What the exercise asks: The output should be all lines of the entries below in which the word "Transport" occurs.

Dataset entries:

┄┄┄┄┄┄┄┄┄┄

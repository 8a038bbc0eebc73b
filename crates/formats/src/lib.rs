pub mod csv;
pub mod inspect;
pub mod json;
pub mod parse;
pub mod qif;

use chrono::NaiveDate;
use serde::{Deserialize, Serialize};
use txserde_core::{
    parse_date_strings, parse_date_strings_with, parse_time_strings, parse_time_strings_with,
    ParseError,
};

pub use crate::csv::{CsvError, CsvOptions};
pub use inspect::{inspect, InspectOptions, InspectResult};
pub use json::JsonError;
pub use parse::{
    detect_format, metadata_from_value, parse_csv, parse_json, parse_metadata, CsvParseResult,
    DataFormat, JsonParseResult,
};
pub use qif::{QifError, QifHeader, QifOptions};

/// Custom date and time layouts for the deserialisers. An empty list means
/// the built-in layouts.
#[derive(Debug, Clone, Default, PartialEq, Eq, Serialize, Deserialize)]
#[serde(default)]
pub struct LayoutOptions {
    pub date: Vec<String>,
    pub time: Vec<String>,
}

impl LayoutOptions {
    pub fn parse_dates(&self, values: &[String]) -> Result<Vec<NaiveDate>, ParseError> {
        if self.date.is_empty() {
            parse_date_strings(values)
        } else {
            parse_date_strings_with(values, &self.date)
        }
    }

    pub fn parse_times(&self, values: &[String]) -> Result<Vec<u32>, ParseError> {
        if self.time.is_empty() {
            parse_time_strings(values)
        } else {
            parse_time_strings_with(values, &self.time)
        }
    }
}
// UI layer: a numbered REPL menu over the operation table.
// Input goes through the `Prompter` trait so the loop can be driven by
// `dialoguer` in the terminal and by a script in tests.

use crate::api::Transport;
use crate::credentials::CredentialEncoder;
use crate::dispatcher::Dispatcher;
use crate::operations::{Args, OperationDescriptor};
use crate::session::Session;
use anyhow::Result;
use dialoguer::{Input, Password};
use indicatif::{ProgressBar, ProgressStyle};
use std::io::Write;
use std::time::Duration;
use tracing::debug;

/// Source of user input, one line per prompt.
pub trait Prompter {
    fn line(&mut self, prompt: &str) -> Result<String>;
    /// Like `line`, but the input is not echoed.
    fn secret(&mut self, prompt: &str) -> Result<String>;
}

/// Terminal prompter backed by `dialoguer`.
#[derive(Debug, Default)]
pub struct DialoguerPrompter;

impl Prompter for DialoguerPrompter {
    fn line(&mut self, prompt: &str) -> Result<String> {
        let value: String = Input::new()
            .with_prompt(prompt)
            .allow_empty(true)
            .interact_text()?;
        Ok(value)
    }

    fn secret(&mut self, prompt: &str) -> Result<String> {
        // `Password` hides input in terminal for passwords.
        let value = Password::new()
            .with_prompt(prompt)
            .allow_empty_password(true)
            .interact()?;
        Ok(value)
    }
}

/// What the user picked at the menu prompt.
#[derive(Debug, Clone, Copy, PartialEq, Eq)]
pub enum MenuChoice {
    /// Index into the operation table.
    Operation(usize),
    ShowSession,
    Exit,
}

#[derive(Debug, PartialEq, Eq, thiserror::Error)]
#[error("unknown selection '{0}'")]
pub struct UnknownSelection(pub String);

/// Accepts a 1-based menu number, an operation name (any case), `s`/`session`,
/// or `q`/`quit`/`exit`.
pub fn parse_selection(
    input: &str,
    operations: &[OperationDescriptor],
) -> Result<MenuChoice, UnknownSelection> {
    let input = input.trim();
    match input.to_ascii_lowercase().as_str() {
        "q" | "quit" | "exit" => return Ok(MenuChoice::Exit),
        "s" | "session" => return Ok(MenuChoice::ShowSession),
        _ => {}
    }
    if let Ok(n) = input.parse::<usize>() {
        if (1..=operations.len()).contains(&n) {
            return Ok(MenuChoice::Operation(n - 1));
        }
        return Err(UnknownSelection(input.to_string()));
    }
    operations
        .iter()
        .position(|op| op.name.eq_ignore_ascii_case(input))
        .map(MenuChoice::Operation)
        .ok_or_else(|| UnknownSelection(input.to_string()))
}

fn print_menu<W: Write>(
    out: &mut W,
    operations: &[OperationDescriptor],
    session: &Session,
) -> Result<()> {
    let who = if session.is_authenticated() {
        format!("logged in as {}", session.username)
    } else {
        "not logged in".to_string()
    };
    writeln!(out)?;
    writeln!(out, "== Catalog client ({who}) ==")?;
    for (i, op) in operations.iter().enumerate() {
        writeln!(out, "{:>3}) {}", i + 1, op.name)?;
    }
    writeln!(out, "  s) show session")?;
    writeln!(out, "  q) exit")?;
    Ok(())
}

/// Ask for every argument `op` declares.
pub fn gather_args<P: Prompter>(prompter: &mut P, op: &OperationDescriptor) -> Result<Args> {
    let mut args = Args::new();
    for spec in op.args {
        let value = if spec.is_secret() {
            prompter.secret(spec.prompt)?
        } else {
            prompter.line(spec.prompt)?
        };
        args.insert(spec.key, value);
    }
    Ok(args)
}

fn spinner(message: &'static str) -> Result<ProgressBar> {
    let spinner = ProgressBar::new_spinner();
    spinner.set_style(ProgressStyle::with_template("{spinner} {msg}")?);
    spinner.set_message(message);
    spinner.enable_steady_tick(Duration::from_millis(100));
    Ok(spinner)
}

/// Run the menu until the user exits or input runs out. Returns the final
/// session so callers (and tests) can inspect it.
pub fn run_menu<T, E, P, W>(
    dispatcher: &Dispatcher<T, E>,
    prompter: &mut P,
    out: &mut W,
) -> Result<Session>
where
    T: Transport,
    E: CredentialEncoder,
    P: Prompter,
    W: Write,
{
    let mut session = Session::new();
    let operations = dispatcher.operations();

    loop {
        print_menu(out, operations, &session)?;
        let selection = match prompter.line("Selection") {
            Ok(s) => s,
            Err(e) => {
                debug!(error = %e, "input closed");
                break;
            }
        };

        let op = match parse_selection(&selection, operations) {
            Ok(MenuChoice::Exit) => break,
            Ok(MenuChoice::ShowSession) => {
                write!(out, "{}", describe_session(&session))?;
                continue;
            }
            Ok(MenuChoice::Operation(i)) => &operations[i],
            Err(e) => {
                writeln!(out, "{}", capitalize(&e.to_string()))?;
                continue;
            }
        };

        let args = match gather_args(prompter, op) {
            Ok(args) => args,
            Err(e) => {
                debug!(error = %e, "input closed");
                break;
            }
        };

        let progress = spinner("Sending...")?;
        let result = dispatcher.execute(&mut session, op, &args);
        progress.finish_and_clear();

        match result {
            Ok(response) => writeln!(out, "{}", serde_json::to_string_pretty(&response)?)?,
            Err(e) => writeln!(out, "Failed: {e}")?,
        }
    }

    Ok(session)
}

/// Session summary for the `s` command. The token itself is never shown.
pub fn describe_session(session: &Session) -> String {
    let or_dash = |s: &str| if s.is_empty() { "-".to_string() } else { s.to_string() };
    let token = if session.is_authenticated() { "set" } else { "not set" };
    format!(
        "username: {}\ntoken: {}\nlast object id: {}\n",
        or_dash(&session.username),
        token,
        or_dash(&session.last_object_id),
    )
}

fn capitalize(s: &str) -> String {
    let mut chars = s.chars();
    match chars.next() {
        Some(first) => first.to_uppercase().chain(chars).collect(),
        None => String::new(),
    }
}
// Operation table: every request type the client can send, the arguments it
// prompts for, and how those arguments (plus session state) become the
// `requestData` object.
//
// Blank optional input means "leave the field out". Blank required input is a
// `MissingArgument` error and nothing is sent.

use crate::credentials::CredentialEncoder;
use crate::error::DispatchError;
use crate::image::{expand_home, ImagePayload};
use crate::session::{Session, SessionField};
use serde_json::{json, Map, Value};
use std::collections::BTreeMap;

/// Languages requested whenever an operation asks for translated names.
pub const LANGUAGES: &[&str] = &["en", "nl", "ar"];

/// Category new products land in unless the user names one.
pub const DEFAULT_CATEGORY: &str = "uncategorized";
pub const DEFAULT_MANUFACTURER: &str = "unknown";

/// The server refuses to create more items than this in one request.
pub const MAX_ITEM_COUNT: u32 = 30;

#[derive(Debug, Clone, Copy, PartialEq, Eq)]
pub enum ArgKind {
    Required,
    Optional,
    /// Read without echo; passed through untrimmed.
    Secret,
    /// Read without echo; blank means "leave unchanged".
    OptionalSecret,
}

/// One value the user is asked for before an operation is built.
#[derive(Debug, Clone, Copy)]
pub struct ArgSpec {
    pub key: &'static str,
    pub prompt: &'static str,
    pub kind: ArgKind,
}

impl ArgSpec {
    pub fn is_secret(&self) -> bool {
        matches!(self.kind, ArgKind::Secret | ArgKind::OptionalSecret)
    }
}

const fn required(key: &'static str, prompt: &'static str) -> ArgSpec {
    ArgSpec { key, prompt, kind: ArgKind::Required }
}

const fn optional(key: &'static str, prompt: &'static str) -> ArgSpec {
    ArgSpec { key, prompt, kind: ArgKind::Optional }
}

const fn secret(key: &'static str, prompt: &'static str) -> ArgSpec {
    ArgSpec { key, prompt, kind: ArgKind::Secret }
}

/// Session mutation applied after a successful response.
#[derive(Debug, Clone, Copy, PartialEq, Eq)]
pub enum Effect {
    None,
    /// Store the returned token and the username it belongs to.
    CaptureLogin,
    ClearToken,
    /// Remember `responseData.productItemID` as the last created object.
    CaptureObjectId,
}

/// User-supplied argument values, keyed by `ArgSpec::key`.
#[derive(Debug, Clone, Default, PartialEq, Eq)]
pub struct Args(BTreeMap<String, String>);
// Runtime configuration, read from the environment.

use crate::error::ConfigError;
use std::time::Duration;

/// Address the smoke tests of the catalog server listen on.
pub const DEFAULT_API_URL: &str = "http://localhost";

pub const API_URL_VAR: &str = "CATALOG_API_URL";
pub const TIMEOUT_VAR: &str = "CATALOG_API_TIMEOUT_SECS";

/// Where to send requests and how long to wait for them.
#[derive(Debug, Clone, PartialEq, Eq)]
pub struct Config {
    pub api_url: String,
    /// `None` keeps the HTTP client's default.
    pub timeout: Option<Duration>,
}

impl Config {
    pub fn new(api_url: impl Into<String>) -> Self {
        Config {
            api_url: api_url.into(),
            timeout: None,
        }
    }

    /// Build a config from `CATALOG_API_URL` and `CATALOG_API_TIMEOUT_SECS`,
    /// falling back to `http://localhost` and the client default timeout.
    pub fn from_env() -> Result<Self, ConfigError> {
        Self::from_lookup(|key| std::env::var(key).ok())
    }

    /// Same as `from_env`, with the variable source injected.
    pub fn from_lookup<F>(lookup: F) -> Result<Self, ConfigError>
    where
        F: Fn(&str) -> Option<String>,
    {
        let api_url = lookup(API_URL_VAR)
            .map(|s| s.trim().to_string())
            .filter(|s| !s.is_empty())
            .unwrap_or_else(|| DEFAULT_API_URL.into());

        let timeout = match lookup(TIMEOUT_VAR).map(|s| s.trim().to_string()) {
            None => None,
            Some(s) if s.is_empty() => None,
            Some(s) => {
                let secs: u64 = s.parse().map_err(|_| ConfigError::InvalidTimeout(s.clone()))?;
                Some(Duration::from_secs(secs))
            }
        };

        Ok(Config { api_url, timeout })
    }
}

impl Default for Config {
    fn default() -> Self {
        Config::new(DEFAULT_API_URL)
    }
}
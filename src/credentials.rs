// Password encoding. The server never sees the plain password: the client
// sends a hex digest of username + password instead.

use sha2::{Digest, Sha512};

/// Turns a (username, password) pair into the credential string that is
/// transmitted in place of the password.
pub trait CredentialEncoder {
    fn encode(&self, username: &str, password: &str) -> String;
}

/// SHA-512 over `username || password`, lowercase hex (128 characters).
#[derive(Debug, Clone, Copy, Default)]
pub struct Sha512Encoder;

impl CredentialEncoder for Sha512Encoder {
    fn encode(&self, username: &str, password: &str) -> String {
        let mut hasher = Sha512::new();
        hasher.update(username.as_bytes());
        hasher.update(password.as_bytes());
        hex::encode(hasher.finalize())
    }
}
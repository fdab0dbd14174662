// Client-held session: who is logged in, with which token, and the last
// object id the server handed back. Lives only for the duration of the process.

/// Fields an operation may expect to find populated.
#[derive(Debug, Clone, Copy, PartialEq, Eq)]
pub enum SessionField {
    Username,
    Token,
}

/// Empty strings mean "not set", which is also what goes on the wire.
#[derive(Debug, Clone, Default, PartialEq, Eq)]
pub struct Session {
    pub username: String,
    pub token: String,
    pub last_object_id: String,
}

/// A partial set of session values to merge in. `None` leaves a field alone.
#[derive(Debug, Clone, Default)]
pub struct SessionUpdate {
    pub username: Option<String>,
    pub token: Option<String>,
    pub last_object_id: Option<String>,
}

impl Session {
    pub fn new() -> Self {
        Self::default()
    }

    /// Merge the given fields into the session.
    pub fn update(&mut self, fields: SessionUpdate) {
        if let Some(username) = fields.username {
            self.username = username;
        }
        if let Some(token) = fields.token {
            self.token = token;
        }
        if let Some(id) = fields.last_object_id {
            self.last_object_id = id;
        }
    }

    /// Reset everything to the start-of-process state.
    pub fn clear(&mut self) {
        *self = Session::default();
    }

    pub fn clear_token(&mut self) {
        self.token.clear();
    }

    pub fn is_authenticated(&self) -> bool {
        !self.token.is_empty()
    }

    pub fn has(&self, field: SessionField) -> bool {
        match field {
            SessionField::Username => !self.username.is_empty(),
            SessionField::Token => !self.token.is_empty(),
        }
    }
}
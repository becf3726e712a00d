use mockall::mock;
use order_notifier_engine::{
    db_types::{NewOrderRecord, OrderId, OrderRecord},
    InsertOrderResult,
    RecordStore,
    RecordStoreError,
};

mock! {
    pub Store {}
    impl RecordStore for Store {
        async fn insert_if_absent(&self, order: NewOrderRecord) -> Result<InsertOrderResult, RecordStoreError>;
        async fn mark_notified(&self, order_id: &OrderId) -> Result<(), RecordStoreError>;
        async fn mark_failed(&self, order_id: &OrderId) -> Result<(), RecordStoreError>;
        async fn fetch_order(&self, order_id: &OrderId) -> Result<Option<OrderRecord>, RecordStoreError>;
        async fn fetch_failed_orders(&self) -> Result<Vec<OrderRecord>, RecordStoreError>;
    }
}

┄┄┄┄┄┄┄┄┄┄

Result of this task:
use crate::api::Transport;
    T: Transport,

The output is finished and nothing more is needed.